#### Instructions for the task
For the entries below, the result should be an exact transcription of the lines from the one with "filename src/config.rs" up to and including the one with "URL for REST", and only those.

#### Input records
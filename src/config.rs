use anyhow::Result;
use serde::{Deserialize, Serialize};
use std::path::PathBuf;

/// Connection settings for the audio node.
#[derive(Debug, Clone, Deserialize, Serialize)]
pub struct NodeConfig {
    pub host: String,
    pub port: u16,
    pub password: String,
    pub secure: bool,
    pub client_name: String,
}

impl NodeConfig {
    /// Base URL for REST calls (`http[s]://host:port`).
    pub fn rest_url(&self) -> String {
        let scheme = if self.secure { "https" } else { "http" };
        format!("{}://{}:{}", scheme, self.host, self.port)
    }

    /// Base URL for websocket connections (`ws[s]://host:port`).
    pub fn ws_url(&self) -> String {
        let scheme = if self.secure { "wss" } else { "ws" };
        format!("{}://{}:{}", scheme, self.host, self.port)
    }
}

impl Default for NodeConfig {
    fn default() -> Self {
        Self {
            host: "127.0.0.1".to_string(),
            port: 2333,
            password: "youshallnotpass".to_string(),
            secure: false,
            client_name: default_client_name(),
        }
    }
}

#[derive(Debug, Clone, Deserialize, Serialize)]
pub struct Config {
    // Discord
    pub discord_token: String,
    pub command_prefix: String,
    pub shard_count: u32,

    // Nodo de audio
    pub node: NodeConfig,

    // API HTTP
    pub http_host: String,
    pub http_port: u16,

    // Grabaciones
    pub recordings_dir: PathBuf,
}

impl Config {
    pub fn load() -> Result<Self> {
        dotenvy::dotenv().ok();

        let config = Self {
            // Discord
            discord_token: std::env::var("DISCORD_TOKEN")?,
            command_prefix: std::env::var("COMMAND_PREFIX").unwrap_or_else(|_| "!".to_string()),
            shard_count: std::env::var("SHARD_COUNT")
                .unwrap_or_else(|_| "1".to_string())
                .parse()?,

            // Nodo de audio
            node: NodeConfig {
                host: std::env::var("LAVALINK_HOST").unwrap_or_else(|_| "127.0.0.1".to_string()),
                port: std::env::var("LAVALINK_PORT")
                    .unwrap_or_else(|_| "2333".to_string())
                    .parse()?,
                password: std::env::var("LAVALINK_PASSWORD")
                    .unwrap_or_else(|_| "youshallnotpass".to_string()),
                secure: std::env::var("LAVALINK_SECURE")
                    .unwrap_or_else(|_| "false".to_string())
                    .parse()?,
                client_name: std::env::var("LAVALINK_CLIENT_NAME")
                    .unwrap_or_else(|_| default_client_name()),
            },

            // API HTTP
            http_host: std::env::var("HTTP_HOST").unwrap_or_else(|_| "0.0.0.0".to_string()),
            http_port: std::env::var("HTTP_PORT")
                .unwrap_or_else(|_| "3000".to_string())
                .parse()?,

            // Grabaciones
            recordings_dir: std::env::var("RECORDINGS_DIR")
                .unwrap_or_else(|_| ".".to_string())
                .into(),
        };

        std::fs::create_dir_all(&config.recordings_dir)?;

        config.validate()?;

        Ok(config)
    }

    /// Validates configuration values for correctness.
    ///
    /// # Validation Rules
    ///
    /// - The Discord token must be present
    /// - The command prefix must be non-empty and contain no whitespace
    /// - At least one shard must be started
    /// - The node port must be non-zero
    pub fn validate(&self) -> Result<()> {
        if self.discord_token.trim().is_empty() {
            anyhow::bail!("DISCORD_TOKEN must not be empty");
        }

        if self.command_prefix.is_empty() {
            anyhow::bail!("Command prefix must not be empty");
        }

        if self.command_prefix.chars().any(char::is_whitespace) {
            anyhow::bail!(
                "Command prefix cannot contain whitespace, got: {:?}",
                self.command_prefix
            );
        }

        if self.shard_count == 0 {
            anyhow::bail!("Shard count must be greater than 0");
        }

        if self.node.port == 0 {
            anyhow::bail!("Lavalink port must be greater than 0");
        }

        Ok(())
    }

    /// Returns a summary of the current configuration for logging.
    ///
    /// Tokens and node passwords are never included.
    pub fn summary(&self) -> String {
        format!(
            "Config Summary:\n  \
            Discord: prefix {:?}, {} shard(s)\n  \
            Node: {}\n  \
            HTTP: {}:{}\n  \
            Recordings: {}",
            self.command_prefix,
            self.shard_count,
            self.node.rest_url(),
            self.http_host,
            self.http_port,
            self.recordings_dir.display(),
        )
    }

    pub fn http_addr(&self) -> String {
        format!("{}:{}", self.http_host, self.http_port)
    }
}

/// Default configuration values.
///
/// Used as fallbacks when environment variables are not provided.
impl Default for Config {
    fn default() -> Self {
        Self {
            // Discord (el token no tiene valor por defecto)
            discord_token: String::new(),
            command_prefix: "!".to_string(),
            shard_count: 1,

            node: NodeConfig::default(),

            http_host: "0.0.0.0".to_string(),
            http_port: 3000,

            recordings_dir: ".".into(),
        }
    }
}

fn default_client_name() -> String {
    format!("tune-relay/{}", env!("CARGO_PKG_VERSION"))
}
==
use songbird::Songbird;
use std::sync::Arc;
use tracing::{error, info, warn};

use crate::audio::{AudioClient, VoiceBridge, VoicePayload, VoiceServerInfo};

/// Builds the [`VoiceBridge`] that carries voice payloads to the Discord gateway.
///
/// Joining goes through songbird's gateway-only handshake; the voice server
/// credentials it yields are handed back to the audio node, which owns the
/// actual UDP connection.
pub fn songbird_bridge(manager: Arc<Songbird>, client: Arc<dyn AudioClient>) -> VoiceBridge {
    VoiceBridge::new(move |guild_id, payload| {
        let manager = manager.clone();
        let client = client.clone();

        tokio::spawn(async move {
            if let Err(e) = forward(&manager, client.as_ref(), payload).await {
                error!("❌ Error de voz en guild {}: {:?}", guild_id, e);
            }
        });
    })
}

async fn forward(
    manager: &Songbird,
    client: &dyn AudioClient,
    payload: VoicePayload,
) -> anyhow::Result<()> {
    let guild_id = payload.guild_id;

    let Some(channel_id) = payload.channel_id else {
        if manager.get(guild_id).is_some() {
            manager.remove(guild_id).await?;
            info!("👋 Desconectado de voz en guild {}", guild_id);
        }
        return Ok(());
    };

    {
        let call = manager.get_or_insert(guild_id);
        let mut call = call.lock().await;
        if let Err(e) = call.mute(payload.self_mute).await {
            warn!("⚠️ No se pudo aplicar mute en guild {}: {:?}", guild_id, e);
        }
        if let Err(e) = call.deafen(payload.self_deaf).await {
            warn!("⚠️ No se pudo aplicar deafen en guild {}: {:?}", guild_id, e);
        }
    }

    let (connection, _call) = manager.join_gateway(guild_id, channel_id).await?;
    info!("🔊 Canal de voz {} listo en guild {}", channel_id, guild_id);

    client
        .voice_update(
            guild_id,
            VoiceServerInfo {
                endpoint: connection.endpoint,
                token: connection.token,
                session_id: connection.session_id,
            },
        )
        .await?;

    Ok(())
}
--
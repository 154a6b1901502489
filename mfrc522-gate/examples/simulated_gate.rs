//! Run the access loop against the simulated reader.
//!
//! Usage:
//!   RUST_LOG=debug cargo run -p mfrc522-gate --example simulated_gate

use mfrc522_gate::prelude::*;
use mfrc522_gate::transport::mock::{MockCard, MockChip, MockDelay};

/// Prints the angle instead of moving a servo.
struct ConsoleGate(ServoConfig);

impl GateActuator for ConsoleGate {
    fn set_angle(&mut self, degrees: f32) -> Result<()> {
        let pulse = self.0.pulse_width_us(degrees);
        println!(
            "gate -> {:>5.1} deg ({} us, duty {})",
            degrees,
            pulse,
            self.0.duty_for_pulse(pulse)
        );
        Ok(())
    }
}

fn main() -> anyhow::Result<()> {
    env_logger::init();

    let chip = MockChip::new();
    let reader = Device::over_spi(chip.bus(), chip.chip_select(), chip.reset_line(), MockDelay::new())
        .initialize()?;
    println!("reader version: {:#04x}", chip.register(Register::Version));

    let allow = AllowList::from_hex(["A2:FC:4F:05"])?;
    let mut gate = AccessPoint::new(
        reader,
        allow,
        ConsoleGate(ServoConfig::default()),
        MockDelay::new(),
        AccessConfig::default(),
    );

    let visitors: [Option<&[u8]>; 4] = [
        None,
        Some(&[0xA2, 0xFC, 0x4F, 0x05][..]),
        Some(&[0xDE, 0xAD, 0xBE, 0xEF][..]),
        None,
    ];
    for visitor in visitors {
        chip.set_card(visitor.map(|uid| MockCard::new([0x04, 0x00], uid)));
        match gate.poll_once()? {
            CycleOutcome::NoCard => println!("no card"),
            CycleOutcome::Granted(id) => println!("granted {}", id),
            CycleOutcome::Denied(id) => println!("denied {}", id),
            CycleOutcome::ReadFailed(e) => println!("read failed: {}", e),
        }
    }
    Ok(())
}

#### Expected answer
filename src/config.rs
use anyhow::Result;
use serde::{Deserialize, Serialize};
use std::path::PathBuf;

/// Connection settings for the audio node.
#[derive(Debug, Clone, Deserialize, Serialize)]
pub struct NodeConfig {
    pub host: String,
    pub port: u16,
    pub password: String,
    pub secure: bool,
    pub client_name: String,
}

impl NodeConfig {
    /// Base URL for REST calls (`http[s]://host:port`).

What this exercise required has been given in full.